Project SQUAD (Sleep Quality in Alzheimer’s Disease) is born in October 2018, with the aim of studying the sleep in patients suffering Alzheimer disease, and therefore deepen and understanding better its development. Its main objective is finding a correlation between sleeping patterns and cognitive deterioration provoked by the disease.
During the project, a clinical survey is carried out with 180 Alzheimer patients in three different stages of the cognitive deterioration associated with the specific evolution of this disease, and a control group of 40 individuals. A medical research range wristband is utilized by the patients, which identifies through different sensors the movements during the sleep. This tool turns out to be a good research compromise between the comfort/privacy of the patient, ease of use for assistant staff (relatives, nurses and/or caretakers) and scientific rigor.

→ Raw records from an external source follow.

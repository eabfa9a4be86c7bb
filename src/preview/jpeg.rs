//! JPEG encoding of frames for display and for saved photos.

use image::RgbImage;
use image::codecs::jpeg::JpegEncoder;
use image::imageops::{self, FilterType};

use crate::camera::Frame;
use crate::media::MediaError;

/// Frames wider than this are scaled down before preview encoding.
pub const DEFAULT_MAX_WIDTH: u32 = 640;

/// Preview JPEG quality; lower is faster to encode and ship.
pub const DEFAULT_JPEG_QUALITY: u8 = 80;

/// Wrap a frame's pixels in an [`RgbImage`].
pub fn to_rgb_image(frame: &Frame) -> Result<RgbImage, MediaError> {
    RgbImage::from_raw(frame.width, frame.height, frame.data.clone()).ok_or(
        MediaError::MalformedFrame {
            width: frame.width,
            height: frame.height,
            len: frame.data.len(),
        },
    )
}

/// Downscale `image` so it is at most `max_width` wide, keeping aspect ratio.
pub fn fit_width(image: RgbImage, max_width: u32) -> RgbImage {
    if max_width == 0 || image.width() <= max_width {
        return image;
    }
    let height = ((image.height() as u64 * max_width as u64) / image.width() as u64).max(1) as u32;
    imageops::resize(&image, max_width, height, FilterType::Triangle)
}

/// Encode a frame as JPEG, optionally limiting its width first.
pub fn encode_jpeg(frame: &Frame, max_width: Option<u32>, quality: u8) -> Result<Vec<u8>, MediaError> {
    let mut image = to_rgb_image(frame)?;
    if let Some(max_width) = max_width {
        image = fit_width(image, max_width);
    }

    let mut bytes = Vec::new();
    JpegEncoder::new_with_quality(&mut bytes, quality.clamp(1, 100)).encode_image(&image)?;
    Ok(bytes)
}

#[cfg(test)]
mod tests {
    use super::*;

    #[test]
    fn test_encode_jpeg_downscales_wide_frames() {
        let frame = Frame::solid(1280, 720, [10, 200, 30]);
        let bytes = encode_jpeg(&frame, Some(640), 80).unwrap();
        let decoded = image::load_from_memory(&bytes).unwrap();
        assert_eq!(decoded.width(), 640);
        assert_eq!(decoded.height(), 360);
    }

    #[test]
    fn test_encode_jpeg_keeps_small_frames() {
        let frame = Frame::solid(320, 240, [0, 0, 0]);
        let bytes = encode_jpeg(&frame, Some(640), 80).unwrap();
        let decoded = image::load_from_memory(&bytes).unwrap();
        assert_eq!((decoded.width(), decoded.height()), (320, 240));
    }

    #[test]
    fn test_encode_jpeg_rejects_malformed_frame() {
        let frame = Frame::new(vec![0; 5], 2, 2);
        assert!(matches!(
            encode_jpeg(&frame, None, 80),
            Err(MediaError::MalformedFrame { len: 5, .. })
        ));
    }
}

Complementary clinical information from the patients is gathered. Then, all these data is fed as parameters into a modern clustering machine learning algorithm. The results reveal a strong connection between the severity of the intellectual retrogression and the features derived from inertial information (which are in turn determined from sleep periods).
The research is partially financed by UNIR through the Research Institute for Innovation & Technology in Education (UNIR iTED). The conclusions are published and offered openly and altruistically to the scientific and medical community.